Perşembe, Kasım 21, 2024
More

    Güneş tutulması hakkında öne sürülen 10 hatalı bilgi

    Yazılı tarihin başlangıcından bu yana insanlık tarihinde büyük bir öneme sahip olan tam güneş tutulması, antik medeniyetlerden modern günümüze kadar birçok inanışı da beraberinde sürükledi. Bilimsel araştırmalar ile her ne kadar güneş tutulmasının fiziksel etkilerini tam olarak analiz etmiş olsak da, küresel alanda halen yanlış bilinen birçok detay mevcut. Bunlardan 10 tanesine kısaca göz atalım:

    Tam güneş tutulmasında yayılan ışınlar körlüğe neden olabilir

    Tam güneş tutulmasında Ay’ın gövdesi güneşin önünü örttüğü zaman, yıldızın taç tabakası sadece elektromanyetik radyasyon yayar. Bazen yeşilimsi bir tonda beliren ışınlar güneş ışınlarından 1 milyon kat daha az parlaklığa sahiptir. Elektromanyetik dalgaların Güneş ile Dünya arasındaki 150 milyon kilometreyi kat ettikten ve atmosferi aştıktan sonra körlüğe neden olmaları mümkün değildir. Yine de, Güneş tutulması esnasında gökyüzüne gözlerimizi dikip bakmamamız gerektiğini çok iyi biliyoruz. Eğer bu iş için alacağınız bir gözlük kullanmadan bunu yaparsanız, retinanıza ciddi zarar verebilirsiniz.

    11 Ağustos 1999 tarihinde yaşanan tutulmada Ay’ın Dünya üzerinde oluşturduğu gölge. [NASA]
    Hamile kadınlar çocuklarına zarar gelmemesi için tutulmayı izlememeli

    Bu fikri öne süren, yine Güneş tarafından yayılan zararlı radyasyon. Taç tabakasından yayılan ve ışık olarak algıladığımız elektromanyetik rasyasyon tamamen güvenli olsa da, Güneş’ten Dünya’ya yayılan bir diğer rasyasyon çeşidi mevcut.
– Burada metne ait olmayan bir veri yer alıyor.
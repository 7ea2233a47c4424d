//! Patron directory contract and an in-process implementation

use async_trait::async_trait;
use std::collections::HashMap;
use std::sync::{Arc, PoisonError, RwLock};
use uuid::Uuid;

use crate::{
    error::AppResult,
    models::PatronEligibility,
    repository::CirculationStore,
};

use super::clock::Clock;

/// Read-only view of patron data owned elsewhere
#[cfg_attr(test, mockall::automock)]
#[async_trait]
pub trait PatronDirectory: Send + Sync {
    async fn get_eligibility(&self, patron_id: Uuid) -> AppResult<PatronEligibility>;

    /// Address used by the e-mail notifier
    async fn contact_email(&self, patron_id: Uuid) -> AppResult<Option<String>>;
}

#[derive(Debug, Clone, Default)]
struct PatronProfile {
    max_concurrent_loans: Option<u32>,
    email: Option<String>,
}

/// Directory deriving loan counts from a circulation store, with per-patron
/// limits and contact data registered in memory
pub struct MemoryPatronDirectory {
    store: Arc<dyn CirculationStore>,
    clock: Arc<dyn Clock>,
    default_max_loans: u32,
    profiles: RwLock<HashMap<Uuid, PatronProfile>>,
}

impl MemoryPatronDirectory {
    pub fn new(store: Arc<dyn CirculationStore>, clock: Arc<dyn Clock>, default_max_loans: u32) -> Self {
        Self {
            store,
            clock,
            default_max_loans,
            profiles: RwLock::new(HashMap::new()),
        }
    }

    pub fn set_max_loans(&self, patron_id: Uuid, max_concurrent_loans: u32) {
        let mut profiles = self.profiles.write().unwrap_or_else(PoisonError::into_inner);
        profiles.entry(patron_id).or_default().max_concurrent_loans = Some(max_concurrent_loans);
    }

    pub fn set_email(&self, patron_id: Uuid, email: impl Into<String>) {
        let mut profiles = self.profiles.write().unwrap_or_else(PoisonError::into_inner);
        profiles.entry(patron_id).or_default().email = Some(email.into());
    }

    fn profile(&self, patron_id: Uuid) -> PatronProfile {
        self.profiles
            .read()
            .unwrap_or_else(PoisonError::into_inner)
            .get(&patron_id)
            .cloned()
            .unwrap_or_default()
    }
}

#[async_trait]
impl PatronDirectory for MemoryPatronDirectory {
    async fn get_eligibility(&self, patron_id: Uuid) -> AppResult<PatronEligibility> {
        let now = self.clock.now();
        let records = self.store.records_by_patron(patron_id).await?;
        let open: Vec<_> = records.iter().filter(|r| r.is_open()).collect();

        Ok(PatronEligibility {
            active_loan_count: u32::try_from(open.len()).unwrap_or(u32::MAX),
            has_overdue_loan: open.iter().any(|r| r.is_overdue(now)),
            max_concurrent_loans: self
                .profile(patron_id)
                .max_concurrent_loans
                .unwrap_or(self.default_max_loans),
        })
    }

    async fn contact_email(&self, patron_id: Uuid) -> AppResult<Option<String>> {
        Ok(self.profile(patron_id).email)
    }
}
//! Circulation record (one loan of one copy) and related types

use chrono::{DateTime, Utc};
use rust_decimal::Decimal;
use serde::{Deserialize, Serialize};
use utoipa::ToSchema;
use uuid::Uuid;

use crate::error::AppResult;

use super::catalog_item::CopyTransaction;
use super::reservation::Reservation;

/// Loan status. ISSUED and EXTENDED are open, the rest are terminal.
#[derive(Debug, Clone, Copy, PartialEq, Eq, Serialize, Deserialize, ToSchema)]
#[serde(rename_all = "SCREAMING_SNAKE_CASE")]
#[repr(i16)]
pub enum CirculationStatus {
    Issued = 0,
    Extended = 1,
    Returned = 2,
    Lost = 3,
    Damaged = 4,
}

impl CirculationStatus {
    pub fn is_open(&self) -> bool {
        matches!(self, CirculationStatus::Issued | CirculationStatus::Extended)
    }

    /// Codes of the open statuses, for SQL filters
    pub const OPEN_CODES: [i16; 2] = [
        CirculationStatus::Issued as i16,
        CirculationStatus::Extended as i16,
    ];
}

impl From<i16> for CirculationStatus {
    fn from(v: i16) -> Self {
        match v {
            1 => CirculationStatus::Extended,
            2 => CirculationStatus::Returned,
            3 => CirculationStatus::Lost,
            4 => CirculationStatus::Damaged,
            _ => CirculationStatus::Issued,
        }
    }
}

impl From<CirculationStatus> for i16 {
    fn from(s: CirculationStatus) -> Self {
        s as i16
    }
}

impl std::fmt::Display for CirculationStatus {
    fn fmt(&self, f: &mut std::fmt::Formatter<'_>) -> std::fmt::Result {
        let label = match self {
            CirculationStatus::Issued => "ISSUED",
            CirculationStatus::Extended => "EXTENDED",
            CirculationStatus::Returned => "RETURNED",
            CirculationStatus::Lost => "LOST",
            CirculationStatus::Damaged => "DAMAGED",
        };
        write!(f, "{}", label)
    }
}

/// Condition reported when a loan is closed
#[derive(Debug, Clone, Copy, PartialEq, Eq, Default, Serialize, Deserialize, ToSchema)]
#[serde(rename_all = "SCREAMING_SNAKE_CASE")]
pub enum ReturnCondition {
    #[default]
    Good,
    Lost,
    Damaged,
}

impl ReturnCondition {
    pub fn closing_status(&self) -> CirculationStatus {
        match self {
            ReturnCondition::Good => CirculationStatus::Returned,
            ReturnCondition::Lost => CirculationStatus::Lost,
            ReturnCondition::Damaged => CirculationStatus::Damaged,
        }
    }

    pub fn copy_transaction(&self) -> CopyTransaction {
        match self {
            ReturnCondition::Good => CopyTransaction::Return,
            ReturnCondition::Lost => CopyTransaction::ReportLost,
            ReturnCondition::Damaged => CopyTransaction::ReportDamaged,
        }
    }
}

/// One loan of one copy to one patron
#[derive(Debug, Clone, PartialEq, Serialize, Deserialize, ToSchema)]
pub struct CirculationRecord {
    pub id: Uuid,
    pub item_id: Uuid,
    pub patron_id: Uuid,
    pub issue_date: DateTime<Utc>,
    pub due_date: DateTime<Utc>,
    pub extended_date: Option<DateTime<Utc>>,
    pub extension_count: i32,
    pub return_date: Option<DateTime<Utc>>,
    pub status: CirculationStatus,
    pub fine_amount: Decimal,
    pub fine_paid: bool,
}

impl CirculationRecord {
    /// Freshly issued loan due `loan_period_days` after `now`
    pub fn issue(
        item_id: Uuid,
        patron_id: Uuid,
        now: DateTime<Utc>,
        loan_period_days: i64,
    ) -> AppResult<Self> {
        Ok(Self {
            id: Uuid::new_v4(),
            item_id,
            patron_id,
            issue_date: now,
            due_date: super::days_after(now, loan_period_days)?,
            extended_date: None,
            extension_count: 0,
            return_date: None,
            status: CirculationStatus::Issued,
            fine_amount: Decimal::ZERO,
            fine_paid: false,
        })
    }

    pub fn is_open(&self) -> bool {
        self.status.is_open()
    }

    pub fn is_overdue(&self, now: DateTime<Utc>) -> bool {
        self.is_open() && self.due_date < now
    }

    /// Amount still owed on a closed loan
    pub fn outstanding_fine(&self) -> Decimal {
        if self.fine_paid {
            Decimal::ZERO
        } else {
            self.fine_amount
        }
    }
}

/// Result of closing a loan
#[derive(Debug, Clone, Serialize, Deserialize, ToSchema)]
pub struct ReturnReceipt {
    pub record: CirculationRecord,
    /// Hold converted into a loan with the returned copy, if any
    pub fulfillment: Option<Fulfillment>,
}

/// A reservation converted into a loan
#[derive(Debug, Clone, Serialize, Deserialize, ToSchema)]
pub struct Fulfillment {
    pub reservation: Reservation,
    pub loan: CirculationRecord,
}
Güneş’in derinliklerinde nükleer füzyon ile ortaya çıkan nötrinolar, Ay’ın kalın gövdesini geçerek Dünya’ya ulaşıyor. Hayatımızın her saniyesinde, Güneş gökyüzünde olsun olmasın vücudumuz trilyonlarca nötrinonun işgaline uğruyor. Sonuç olarak, her birkaç dakikada vücudumuzdaki birkaç atom nötrino emerek farklı bir izotopa dönüşüyor. İnsan vücuduna tamamen zararsız olan bu dönüşüm hamile kadınları da kesinlikle olumsuz etkilemiyor.

    1919 yılında yaşanan Güneş tutulması, yıldızımızın diğer gök cisimlerinin konumlarını saptırabileceğine dair ilk örnekti. [.W. DYSON, A.S. EDDINGTON, C. DAVIDSO]
    Tutulma esnasında hazırlanan yiyecekler bozulup yiyenleri zehirleyebilir

    Güneş’ten saçılan radyasyonun, tutulma esnasında hazırlanacak yemekleri bir zehirleyebileceği düşüncesi mevcut. Ancak eğer böyle bir durum söz konusu olsaydı, bugüne kadar tutulma esnasında Güneş’ten yayılan radyasyona maruz kalan tahıllar ve eti tüketilen hayvanlar zehirlenmelere neden olurdu. Tutulmanın gıdaları bile zehirleyebileceğine dair boş inanışlar, kozmik olay esnasında Güneş’in oluşturduğu yeşile kaçan ve bazılarını korkutan ışınlar.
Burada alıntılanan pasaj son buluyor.